Task input:
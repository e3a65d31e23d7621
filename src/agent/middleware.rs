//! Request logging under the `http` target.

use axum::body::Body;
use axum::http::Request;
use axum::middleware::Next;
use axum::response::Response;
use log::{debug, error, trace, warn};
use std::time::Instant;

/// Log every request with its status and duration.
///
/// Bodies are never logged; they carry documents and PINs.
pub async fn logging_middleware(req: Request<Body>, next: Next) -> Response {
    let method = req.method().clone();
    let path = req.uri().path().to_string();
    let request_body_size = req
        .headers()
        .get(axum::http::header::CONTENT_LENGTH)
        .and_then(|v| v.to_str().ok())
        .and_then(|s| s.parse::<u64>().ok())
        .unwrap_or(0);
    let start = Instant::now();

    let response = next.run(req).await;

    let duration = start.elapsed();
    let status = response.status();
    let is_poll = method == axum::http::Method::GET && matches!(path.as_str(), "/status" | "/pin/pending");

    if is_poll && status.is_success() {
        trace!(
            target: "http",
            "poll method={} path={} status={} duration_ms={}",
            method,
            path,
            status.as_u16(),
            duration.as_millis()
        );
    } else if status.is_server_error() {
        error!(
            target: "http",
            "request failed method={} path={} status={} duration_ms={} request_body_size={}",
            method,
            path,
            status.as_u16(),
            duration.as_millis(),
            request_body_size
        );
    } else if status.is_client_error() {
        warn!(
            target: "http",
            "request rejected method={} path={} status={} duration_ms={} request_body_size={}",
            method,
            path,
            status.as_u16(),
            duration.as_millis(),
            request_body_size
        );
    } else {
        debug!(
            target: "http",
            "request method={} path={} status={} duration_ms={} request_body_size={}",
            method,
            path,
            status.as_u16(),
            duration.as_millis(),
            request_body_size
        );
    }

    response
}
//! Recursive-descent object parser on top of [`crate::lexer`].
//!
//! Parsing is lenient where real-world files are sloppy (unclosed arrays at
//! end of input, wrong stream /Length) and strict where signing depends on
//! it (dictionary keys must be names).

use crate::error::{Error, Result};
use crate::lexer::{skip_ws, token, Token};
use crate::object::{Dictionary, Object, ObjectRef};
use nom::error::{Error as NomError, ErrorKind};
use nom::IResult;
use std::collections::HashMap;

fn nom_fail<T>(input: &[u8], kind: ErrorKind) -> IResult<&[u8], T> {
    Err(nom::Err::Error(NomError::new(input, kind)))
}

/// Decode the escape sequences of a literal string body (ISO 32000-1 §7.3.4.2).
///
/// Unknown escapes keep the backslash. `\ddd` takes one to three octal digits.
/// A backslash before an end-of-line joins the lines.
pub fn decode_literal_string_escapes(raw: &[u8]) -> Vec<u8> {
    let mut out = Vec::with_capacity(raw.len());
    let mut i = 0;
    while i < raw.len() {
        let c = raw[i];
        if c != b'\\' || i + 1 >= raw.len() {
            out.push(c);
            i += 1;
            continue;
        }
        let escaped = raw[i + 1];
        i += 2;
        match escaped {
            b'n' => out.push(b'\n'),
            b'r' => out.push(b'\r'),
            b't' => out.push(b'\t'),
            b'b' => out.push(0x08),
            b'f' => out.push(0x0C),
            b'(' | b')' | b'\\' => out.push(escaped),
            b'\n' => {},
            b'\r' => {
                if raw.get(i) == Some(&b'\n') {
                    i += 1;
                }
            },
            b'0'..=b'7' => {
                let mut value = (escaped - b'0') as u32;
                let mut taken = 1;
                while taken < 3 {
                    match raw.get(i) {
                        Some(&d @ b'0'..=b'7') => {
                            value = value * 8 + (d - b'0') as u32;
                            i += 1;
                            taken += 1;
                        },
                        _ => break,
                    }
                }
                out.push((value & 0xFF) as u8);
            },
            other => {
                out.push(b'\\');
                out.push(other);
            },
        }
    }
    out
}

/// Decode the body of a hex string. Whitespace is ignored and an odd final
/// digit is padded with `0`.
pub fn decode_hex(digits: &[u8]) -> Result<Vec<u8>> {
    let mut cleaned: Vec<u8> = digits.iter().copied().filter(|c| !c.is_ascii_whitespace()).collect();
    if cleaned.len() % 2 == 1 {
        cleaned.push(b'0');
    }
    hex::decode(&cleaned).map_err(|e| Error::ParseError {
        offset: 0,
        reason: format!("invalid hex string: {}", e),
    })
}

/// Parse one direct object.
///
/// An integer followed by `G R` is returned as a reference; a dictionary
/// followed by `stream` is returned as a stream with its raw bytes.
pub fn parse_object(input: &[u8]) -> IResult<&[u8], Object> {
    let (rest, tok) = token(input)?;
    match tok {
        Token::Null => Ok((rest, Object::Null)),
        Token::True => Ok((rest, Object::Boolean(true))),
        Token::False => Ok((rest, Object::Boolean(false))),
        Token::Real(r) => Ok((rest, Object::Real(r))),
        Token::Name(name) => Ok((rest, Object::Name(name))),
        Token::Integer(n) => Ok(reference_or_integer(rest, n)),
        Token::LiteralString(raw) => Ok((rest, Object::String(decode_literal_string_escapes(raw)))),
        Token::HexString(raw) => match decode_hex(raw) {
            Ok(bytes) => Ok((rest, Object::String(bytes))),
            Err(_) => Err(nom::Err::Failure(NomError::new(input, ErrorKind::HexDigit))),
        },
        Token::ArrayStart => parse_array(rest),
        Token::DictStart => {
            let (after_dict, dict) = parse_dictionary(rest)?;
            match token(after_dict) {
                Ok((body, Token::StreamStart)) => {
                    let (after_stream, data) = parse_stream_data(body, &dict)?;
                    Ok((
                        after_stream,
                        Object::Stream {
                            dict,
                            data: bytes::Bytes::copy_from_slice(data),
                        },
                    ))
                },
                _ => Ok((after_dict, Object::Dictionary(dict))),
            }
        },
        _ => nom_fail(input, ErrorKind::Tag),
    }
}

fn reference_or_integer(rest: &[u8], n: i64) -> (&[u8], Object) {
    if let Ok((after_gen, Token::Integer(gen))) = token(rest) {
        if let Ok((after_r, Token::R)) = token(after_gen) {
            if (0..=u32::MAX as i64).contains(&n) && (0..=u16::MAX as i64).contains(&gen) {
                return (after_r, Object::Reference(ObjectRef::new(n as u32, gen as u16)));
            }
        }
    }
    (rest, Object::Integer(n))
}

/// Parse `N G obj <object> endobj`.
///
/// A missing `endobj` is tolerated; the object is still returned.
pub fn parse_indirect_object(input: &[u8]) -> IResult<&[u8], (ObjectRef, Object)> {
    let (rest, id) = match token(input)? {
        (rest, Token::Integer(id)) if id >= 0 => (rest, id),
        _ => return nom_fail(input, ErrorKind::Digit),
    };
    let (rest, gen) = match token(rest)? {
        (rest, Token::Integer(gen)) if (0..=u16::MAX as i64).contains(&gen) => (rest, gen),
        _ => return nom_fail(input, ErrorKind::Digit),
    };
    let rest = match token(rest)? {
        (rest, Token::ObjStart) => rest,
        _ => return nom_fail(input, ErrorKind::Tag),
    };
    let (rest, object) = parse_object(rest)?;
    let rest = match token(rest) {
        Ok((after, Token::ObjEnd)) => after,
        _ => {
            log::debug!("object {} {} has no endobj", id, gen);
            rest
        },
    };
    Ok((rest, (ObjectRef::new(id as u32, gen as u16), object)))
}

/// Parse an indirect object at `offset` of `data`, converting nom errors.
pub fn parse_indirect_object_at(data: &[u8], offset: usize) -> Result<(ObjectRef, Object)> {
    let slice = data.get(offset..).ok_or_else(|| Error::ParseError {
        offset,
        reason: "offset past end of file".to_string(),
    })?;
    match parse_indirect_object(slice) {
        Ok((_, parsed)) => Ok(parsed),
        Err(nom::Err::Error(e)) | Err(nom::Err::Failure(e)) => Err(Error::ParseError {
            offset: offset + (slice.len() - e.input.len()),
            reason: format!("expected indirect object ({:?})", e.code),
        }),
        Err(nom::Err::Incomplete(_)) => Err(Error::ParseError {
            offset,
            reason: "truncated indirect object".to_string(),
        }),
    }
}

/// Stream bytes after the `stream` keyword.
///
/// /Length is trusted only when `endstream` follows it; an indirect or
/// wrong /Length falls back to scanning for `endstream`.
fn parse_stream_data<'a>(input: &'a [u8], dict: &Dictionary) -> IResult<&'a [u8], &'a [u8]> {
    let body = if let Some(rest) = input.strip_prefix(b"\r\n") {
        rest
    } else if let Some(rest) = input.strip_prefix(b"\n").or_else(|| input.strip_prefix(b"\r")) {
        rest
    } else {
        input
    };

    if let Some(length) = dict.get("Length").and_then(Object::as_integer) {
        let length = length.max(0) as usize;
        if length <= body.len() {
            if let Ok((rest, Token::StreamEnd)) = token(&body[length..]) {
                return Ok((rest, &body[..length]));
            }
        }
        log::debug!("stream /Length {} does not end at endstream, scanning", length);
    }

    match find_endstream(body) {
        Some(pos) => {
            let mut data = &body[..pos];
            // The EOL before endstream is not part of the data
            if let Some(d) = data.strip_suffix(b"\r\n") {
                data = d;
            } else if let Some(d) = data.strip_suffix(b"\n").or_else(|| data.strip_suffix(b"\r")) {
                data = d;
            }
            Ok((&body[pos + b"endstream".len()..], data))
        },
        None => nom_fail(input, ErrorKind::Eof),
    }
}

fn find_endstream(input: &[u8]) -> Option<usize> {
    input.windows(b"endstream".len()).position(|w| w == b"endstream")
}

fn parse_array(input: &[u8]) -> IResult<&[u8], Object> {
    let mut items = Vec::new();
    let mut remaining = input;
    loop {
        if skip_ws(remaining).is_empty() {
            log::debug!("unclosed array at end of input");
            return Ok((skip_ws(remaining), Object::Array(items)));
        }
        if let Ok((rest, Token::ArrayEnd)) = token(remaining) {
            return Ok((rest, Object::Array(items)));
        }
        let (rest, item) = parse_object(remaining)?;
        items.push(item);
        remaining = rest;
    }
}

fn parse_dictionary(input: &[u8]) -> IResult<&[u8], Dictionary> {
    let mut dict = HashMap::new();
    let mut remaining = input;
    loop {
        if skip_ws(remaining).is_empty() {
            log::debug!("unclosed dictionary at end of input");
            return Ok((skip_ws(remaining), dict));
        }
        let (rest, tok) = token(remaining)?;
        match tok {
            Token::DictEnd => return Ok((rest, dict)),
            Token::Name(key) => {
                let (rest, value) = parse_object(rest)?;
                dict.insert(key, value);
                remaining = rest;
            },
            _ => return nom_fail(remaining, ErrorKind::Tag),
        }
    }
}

Your assignment: Retype exactly the lines of the data above that fall between the line with "pub fn parse_indirect_object(input: &[u8])" and the line with "fn parse_stream_data<'a>(input: &'a", inclusive, and add nothing.

The completed task:
pub fn parse_indirect_object(input: &[u8]) -> IResult<&[u8], (ObjectRef, Object)> {
    let (rest, id) = match token(input)? {
        (rest, Token::Integer(id)) if id >= 0 => (rest, id),
        _ => return nom_fail(input, ErrorKind::Digit),
    };
    let (rest, gen) = match token(rest)? {
        (rest, Token::Integer(gen)) if (0..=u16::MAX as i64).contains(&gen) => (rest, gen),
        _ => return nom_fail(input, ErrorKind::Digit),
    };
    let rest = match token(rest)? {
        (rest, Token::ObjStart) => rest,
        _ => return nom_fail(input, ErrorKind::Tag),
    };
    let (rest, object) = parse_object(rest)?;
    let rest = match token(rest) {
        Ok((after, Token::ObjEnd)) => after,
        _ => {
            log::debug!("object {} {} has no endobj", id, gen);
            rest
        },
    };
    Ok((rest, (ObjectRef::new(id as u32, gen as u16), object)))
}

/// Parse an indirect object at `offset` of `data`, converting nom errors.
pub fn parse_indirect_object_at(data: &[u8], offset: usize) -> Result<(ObjectRef, Object)> {
    let slice = data.get(offset..).ok_or_else(|| Error::ParseError {
        offset,
        reason: "offset past end of file".to_string(),
    })?;
    match parse_indirect_object(slice) {
        Ok((_, parsed)) => Ok(parsed),
        Err(nom::Err::Error(e)) | Err(nom::Err::Failure(e)) => Err(Error::ParseError {
            offset: offset + (slice.len() - e.input.len()),
            reason: format!("expected indirect object ({:?})", e.code),
        }),
        Err(nom::Err::Incomplete(_)) => Err(Error::ParseError {
            offset,
            reason: "truncated indirect object".to_string(),
        }),
    }
}

/// Stream bytes after the `stream` keyword.
///
/// /Length is trusted only when `endstream` follows it; an indirect or
/// wrong /Length falls back to scanning for `endstream`.
fn parse_stream_data<'a>(input: &'a [u8], dict: &Dictionary) -> IResult<&'a [u8], &'a [u8]> {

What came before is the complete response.